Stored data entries

----------

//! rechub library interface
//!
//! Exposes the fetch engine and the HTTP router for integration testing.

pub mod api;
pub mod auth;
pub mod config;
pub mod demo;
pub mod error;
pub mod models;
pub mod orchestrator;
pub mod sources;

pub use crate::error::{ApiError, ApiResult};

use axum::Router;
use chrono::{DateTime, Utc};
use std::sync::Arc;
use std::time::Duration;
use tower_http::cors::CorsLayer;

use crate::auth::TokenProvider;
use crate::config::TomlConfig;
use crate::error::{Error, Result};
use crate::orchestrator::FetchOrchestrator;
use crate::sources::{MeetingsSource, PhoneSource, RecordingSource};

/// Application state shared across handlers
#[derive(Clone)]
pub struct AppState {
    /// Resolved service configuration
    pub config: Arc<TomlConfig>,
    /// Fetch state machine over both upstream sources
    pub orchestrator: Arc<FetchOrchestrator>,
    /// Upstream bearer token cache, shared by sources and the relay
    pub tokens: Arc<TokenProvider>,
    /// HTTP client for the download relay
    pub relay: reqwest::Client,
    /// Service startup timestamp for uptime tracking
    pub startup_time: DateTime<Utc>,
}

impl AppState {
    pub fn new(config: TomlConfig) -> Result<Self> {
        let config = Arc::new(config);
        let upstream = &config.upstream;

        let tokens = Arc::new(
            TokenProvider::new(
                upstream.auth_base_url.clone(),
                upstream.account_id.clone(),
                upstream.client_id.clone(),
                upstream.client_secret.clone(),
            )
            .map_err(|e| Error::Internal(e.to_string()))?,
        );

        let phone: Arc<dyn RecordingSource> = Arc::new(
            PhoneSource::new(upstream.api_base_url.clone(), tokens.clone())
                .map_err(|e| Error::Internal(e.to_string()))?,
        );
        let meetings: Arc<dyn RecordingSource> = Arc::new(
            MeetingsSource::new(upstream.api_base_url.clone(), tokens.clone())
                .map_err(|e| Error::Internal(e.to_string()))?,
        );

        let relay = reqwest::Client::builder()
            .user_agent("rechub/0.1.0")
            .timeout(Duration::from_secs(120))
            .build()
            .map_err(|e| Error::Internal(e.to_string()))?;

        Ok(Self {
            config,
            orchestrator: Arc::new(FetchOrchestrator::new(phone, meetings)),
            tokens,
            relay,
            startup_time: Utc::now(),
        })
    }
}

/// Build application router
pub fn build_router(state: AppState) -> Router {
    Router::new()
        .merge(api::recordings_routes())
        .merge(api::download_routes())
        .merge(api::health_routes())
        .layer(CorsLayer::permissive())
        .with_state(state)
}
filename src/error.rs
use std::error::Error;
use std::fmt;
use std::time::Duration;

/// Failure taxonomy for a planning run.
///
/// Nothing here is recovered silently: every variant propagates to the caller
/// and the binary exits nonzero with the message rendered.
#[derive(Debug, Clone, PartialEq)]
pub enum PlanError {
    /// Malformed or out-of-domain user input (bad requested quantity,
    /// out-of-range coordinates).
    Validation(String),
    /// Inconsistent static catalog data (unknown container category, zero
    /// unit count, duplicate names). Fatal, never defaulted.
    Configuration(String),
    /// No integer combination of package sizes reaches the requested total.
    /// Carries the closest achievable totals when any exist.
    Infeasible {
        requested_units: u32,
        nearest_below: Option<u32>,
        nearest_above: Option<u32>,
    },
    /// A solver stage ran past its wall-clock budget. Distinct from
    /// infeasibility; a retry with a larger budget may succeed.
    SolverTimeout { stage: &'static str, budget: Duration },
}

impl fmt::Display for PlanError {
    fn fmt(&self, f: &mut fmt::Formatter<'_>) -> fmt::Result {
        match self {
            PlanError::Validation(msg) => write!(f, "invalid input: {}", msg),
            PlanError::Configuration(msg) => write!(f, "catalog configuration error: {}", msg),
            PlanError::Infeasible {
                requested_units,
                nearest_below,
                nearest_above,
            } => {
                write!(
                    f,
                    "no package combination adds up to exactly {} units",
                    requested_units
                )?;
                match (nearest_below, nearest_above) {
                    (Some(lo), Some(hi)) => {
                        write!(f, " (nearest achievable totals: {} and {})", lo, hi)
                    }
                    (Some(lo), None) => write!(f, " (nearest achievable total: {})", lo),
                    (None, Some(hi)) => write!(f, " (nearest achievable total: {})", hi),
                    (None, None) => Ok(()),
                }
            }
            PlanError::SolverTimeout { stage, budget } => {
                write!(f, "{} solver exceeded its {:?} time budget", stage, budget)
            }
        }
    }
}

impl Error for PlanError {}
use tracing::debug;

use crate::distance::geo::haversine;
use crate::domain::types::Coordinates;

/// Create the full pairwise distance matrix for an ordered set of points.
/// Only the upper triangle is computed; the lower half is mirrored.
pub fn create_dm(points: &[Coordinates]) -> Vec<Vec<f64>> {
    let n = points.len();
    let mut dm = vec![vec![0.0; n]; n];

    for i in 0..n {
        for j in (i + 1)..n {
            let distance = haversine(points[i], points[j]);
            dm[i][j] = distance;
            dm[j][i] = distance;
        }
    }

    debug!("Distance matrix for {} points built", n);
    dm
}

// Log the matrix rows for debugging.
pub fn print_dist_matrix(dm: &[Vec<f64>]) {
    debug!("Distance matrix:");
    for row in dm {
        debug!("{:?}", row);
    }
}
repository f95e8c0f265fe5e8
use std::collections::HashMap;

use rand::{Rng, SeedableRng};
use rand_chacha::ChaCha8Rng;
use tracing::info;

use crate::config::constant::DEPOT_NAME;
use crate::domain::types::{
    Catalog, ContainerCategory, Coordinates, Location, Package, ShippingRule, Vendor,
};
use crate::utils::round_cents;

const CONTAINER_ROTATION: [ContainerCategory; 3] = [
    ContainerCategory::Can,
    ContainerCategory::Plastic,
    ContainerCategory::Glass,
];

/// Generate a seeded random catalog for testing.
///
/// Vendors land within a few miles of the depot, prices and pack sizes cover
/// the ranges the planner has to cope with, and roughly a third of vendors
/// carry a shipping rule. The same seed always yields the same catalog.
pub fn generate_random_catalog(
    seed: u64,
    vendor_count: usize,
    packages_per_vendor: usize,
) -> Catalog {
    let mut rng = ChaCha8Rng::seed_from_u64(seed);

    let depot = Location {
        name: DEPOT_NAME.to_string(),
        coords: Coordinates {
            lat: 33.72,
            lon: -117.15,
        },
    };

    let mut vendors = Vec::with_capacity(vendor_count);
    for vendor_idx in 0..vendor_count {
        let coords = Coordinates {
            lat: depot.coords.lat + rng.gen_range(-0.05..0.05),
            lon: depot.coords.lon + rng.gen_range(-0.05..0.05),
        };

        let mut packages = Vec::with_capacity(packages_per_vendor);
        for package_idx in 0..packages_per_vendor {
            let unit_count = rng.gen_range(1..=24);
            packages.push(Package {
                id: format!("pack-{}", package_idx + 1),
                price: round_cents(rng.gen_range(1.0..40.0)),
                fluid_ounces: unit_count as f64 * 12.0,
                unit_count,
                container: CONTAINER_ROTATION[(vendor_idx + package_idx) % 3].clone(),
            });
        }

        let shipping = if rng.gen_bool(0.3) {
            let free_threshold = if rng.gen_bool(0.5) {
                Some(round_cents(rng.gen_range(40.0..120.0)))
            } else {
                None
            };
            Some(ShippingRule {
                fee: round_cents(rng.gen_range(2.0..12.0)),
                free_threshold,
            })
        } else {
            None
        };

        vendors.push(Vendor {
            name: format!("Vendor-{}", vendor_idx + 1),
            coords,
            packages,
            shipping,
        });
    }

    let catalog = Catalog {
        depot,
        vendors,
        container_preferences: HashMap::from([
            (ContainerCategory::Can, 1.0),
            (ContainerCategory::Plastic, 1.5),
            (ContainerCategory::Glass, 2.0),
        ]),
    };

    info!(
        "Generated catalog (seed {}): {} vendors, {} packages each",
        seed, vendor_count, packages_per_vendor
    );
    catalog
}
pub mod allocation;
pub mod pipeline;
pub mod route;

----------

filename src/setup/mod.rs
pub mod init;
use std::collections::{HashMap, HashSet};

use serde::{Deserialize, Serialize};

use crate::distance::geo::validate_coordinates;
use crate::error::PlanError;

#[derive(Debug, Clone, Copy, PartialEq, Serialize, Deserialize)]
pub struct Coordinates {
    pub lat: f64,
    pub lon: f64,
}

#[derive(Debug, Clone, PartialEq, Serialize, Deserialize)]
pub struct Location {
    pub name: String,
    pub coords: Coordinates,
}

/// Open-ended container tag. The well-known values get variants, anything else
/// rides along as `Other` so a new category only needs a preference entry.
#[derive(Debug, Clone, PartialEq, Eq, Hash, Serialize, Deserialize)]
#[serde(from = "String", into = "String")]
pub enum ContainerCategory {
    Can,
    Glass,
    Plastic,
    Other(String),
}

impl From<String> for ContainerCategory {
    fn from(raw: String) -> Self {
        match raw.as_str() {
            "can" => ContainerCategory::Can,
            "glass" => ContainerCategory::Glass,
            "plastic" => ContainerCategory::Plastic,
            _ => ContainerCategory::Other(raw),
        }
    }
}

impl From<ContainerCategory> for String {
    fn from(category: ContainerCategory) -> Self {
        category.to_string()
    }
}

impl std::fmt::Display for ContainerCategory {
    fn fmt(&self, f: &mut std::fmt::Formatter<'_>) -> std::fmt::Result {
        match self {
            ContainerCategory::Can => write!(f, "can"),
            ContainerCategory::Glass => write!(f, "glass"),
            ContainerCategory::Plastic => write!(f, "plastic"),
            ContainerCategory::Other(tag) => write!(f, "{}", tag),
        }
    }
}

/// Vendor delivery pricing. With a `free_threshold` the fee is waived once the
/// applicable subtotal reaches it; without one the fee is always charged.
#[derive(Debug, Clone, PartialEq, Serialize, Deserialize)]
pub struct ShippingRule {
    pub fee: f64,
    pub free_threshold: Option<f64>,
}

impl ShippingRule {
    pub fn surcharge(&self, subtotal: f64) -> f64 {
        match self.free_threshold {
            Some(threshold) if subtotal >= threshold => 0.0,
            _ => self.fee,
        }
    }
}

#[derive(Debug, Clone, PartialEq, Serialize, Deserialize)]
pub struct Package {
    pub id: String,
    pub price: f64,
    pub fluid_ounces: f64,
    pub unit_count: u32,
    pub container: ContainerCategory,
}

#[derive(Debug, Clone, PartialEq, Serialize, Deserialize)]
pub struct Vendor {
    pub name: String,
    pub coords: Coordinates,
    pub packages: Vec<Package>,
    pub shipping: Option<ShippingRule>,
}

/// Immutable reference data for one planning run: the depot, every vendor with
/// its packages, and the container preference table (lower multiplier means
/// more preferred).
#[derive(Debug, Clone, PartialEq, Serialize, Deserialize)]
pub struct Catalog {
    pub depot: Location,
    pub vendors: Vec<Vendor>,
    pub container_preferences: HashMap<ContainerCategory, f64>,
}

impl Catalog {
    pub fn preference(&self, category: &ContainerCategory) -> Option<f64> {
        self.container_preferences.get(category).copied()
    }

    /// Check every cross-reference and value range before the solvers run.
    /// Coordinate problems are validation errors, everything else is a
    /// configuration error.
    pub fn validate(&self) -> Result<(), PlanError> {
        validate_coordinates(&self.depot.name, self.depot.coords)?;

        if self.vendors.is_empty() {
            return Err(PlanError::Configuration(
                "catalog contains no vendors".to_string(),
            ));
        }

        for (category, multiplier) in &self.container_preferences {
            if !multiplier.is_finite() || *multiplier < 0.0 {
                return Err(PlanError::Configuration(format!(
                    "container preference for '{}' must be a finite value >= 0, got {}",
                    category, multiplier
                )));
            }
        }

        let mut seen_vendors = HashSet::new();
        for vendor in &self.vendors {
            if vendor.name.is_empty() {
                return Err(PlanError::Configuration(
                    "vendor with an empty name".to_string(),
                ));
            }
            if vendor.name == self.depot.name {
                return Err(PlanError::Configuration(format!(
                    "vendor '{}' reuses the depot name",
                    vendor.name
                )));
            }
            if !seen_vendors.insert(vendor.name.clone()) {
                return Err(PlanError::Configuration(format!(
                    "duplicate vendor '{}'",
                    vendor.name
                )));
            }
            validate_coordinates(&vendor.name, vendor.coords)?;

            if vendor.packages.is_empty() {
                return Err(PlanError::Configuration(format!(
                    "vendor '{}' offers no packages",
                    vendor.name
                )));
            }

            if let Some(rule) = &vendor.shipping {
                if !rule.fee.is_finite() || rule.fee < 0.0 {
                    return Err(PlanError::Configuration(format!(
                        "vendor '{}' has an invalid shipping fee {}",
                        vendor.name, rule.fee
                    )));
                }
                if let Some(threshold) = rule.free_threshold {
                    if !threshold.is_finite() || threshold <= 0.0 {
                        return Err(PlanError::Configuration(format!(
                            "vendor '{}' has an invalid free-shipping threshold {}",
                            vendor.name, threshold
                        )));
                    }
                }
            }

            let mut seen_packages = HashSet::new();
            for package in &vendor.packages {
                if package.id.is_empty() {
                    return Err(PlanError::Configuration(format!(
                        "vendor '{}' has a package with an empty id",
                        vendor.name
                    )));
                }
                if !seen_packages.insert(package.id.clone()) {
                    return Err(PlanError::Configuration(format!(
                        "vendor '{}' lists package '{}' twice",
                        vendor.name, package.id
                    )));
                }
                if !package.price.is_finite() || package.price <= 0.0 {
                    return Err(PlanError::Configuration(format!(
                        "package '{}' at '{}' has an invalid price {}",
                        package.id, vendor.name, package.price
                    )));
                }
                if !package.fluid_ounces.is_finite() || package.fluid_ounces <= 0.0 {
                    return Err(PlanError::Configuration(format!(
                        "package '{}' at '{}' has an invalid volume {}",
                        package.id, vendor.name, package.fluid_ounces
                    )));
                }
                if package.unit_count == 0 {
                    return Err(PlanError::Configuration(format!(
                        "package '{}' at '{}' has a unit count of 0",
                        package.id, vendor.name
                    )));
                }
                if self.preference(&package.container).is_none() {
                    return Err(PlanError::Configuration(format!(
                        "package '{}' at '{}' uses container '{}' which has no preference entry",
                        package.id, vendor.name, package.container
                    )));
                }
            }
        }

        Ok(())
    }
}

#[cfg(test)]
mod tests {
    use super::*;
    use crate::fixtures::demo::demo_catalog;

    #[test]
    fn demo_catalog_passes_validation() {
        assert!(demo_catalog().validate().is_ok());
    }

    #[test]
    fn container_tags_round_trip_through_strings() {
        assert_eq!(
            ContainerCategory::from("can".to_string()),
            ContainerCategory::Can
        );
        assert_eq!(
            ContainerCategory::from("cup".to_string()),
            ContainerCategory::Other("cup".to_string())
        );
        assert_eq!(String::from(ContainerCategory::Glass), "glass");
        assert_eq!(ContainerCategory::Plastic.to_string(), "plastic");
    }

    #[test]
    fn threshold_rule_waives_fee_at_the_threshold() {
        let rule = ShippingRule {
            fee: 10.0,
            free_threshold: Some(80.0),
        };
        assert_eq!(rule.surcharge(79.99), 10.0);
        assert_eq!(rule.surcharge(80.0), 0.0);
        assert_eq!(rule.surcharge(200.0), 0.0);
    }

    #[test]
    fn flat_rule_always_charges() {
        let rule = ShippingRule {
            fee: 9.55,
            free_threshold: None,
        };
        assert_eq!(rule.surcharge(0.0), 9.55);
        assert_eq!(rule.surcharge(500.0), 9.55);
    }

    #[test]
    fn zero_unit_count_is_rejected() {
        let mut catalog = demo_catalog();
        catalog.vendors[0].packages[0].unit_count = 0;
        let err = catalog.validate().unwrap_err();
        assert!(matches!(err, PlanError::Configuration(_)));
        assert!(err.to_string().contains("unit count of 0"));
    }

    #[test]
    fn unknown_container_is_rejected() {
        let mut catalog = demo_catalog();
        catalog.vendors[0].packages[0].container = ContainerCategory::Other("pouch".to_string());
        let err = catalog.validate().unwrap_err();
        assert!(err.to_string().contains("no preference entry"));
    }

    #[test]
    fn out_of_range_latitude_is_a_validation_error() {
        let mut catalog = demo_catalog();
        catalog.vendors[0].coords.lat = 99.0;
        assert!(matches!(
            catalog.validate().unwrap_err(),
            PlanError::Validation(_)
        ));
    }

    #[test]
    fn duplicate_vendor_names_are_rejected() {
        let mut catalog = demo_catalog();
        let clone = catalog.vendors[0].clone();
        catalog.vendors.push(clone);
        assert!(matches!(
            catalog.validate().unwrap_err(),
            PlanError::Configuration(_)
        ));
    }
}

----------

Take from the entries every line that has the string "FetchOrchestrator".

use crate::orchestrator::FetchOrchestrator;
    pub orchestrator: Arc<FetchOrchestrator>,
            orchestrator: Arc::new(FetchOrchestrator::new(phone, meetings)),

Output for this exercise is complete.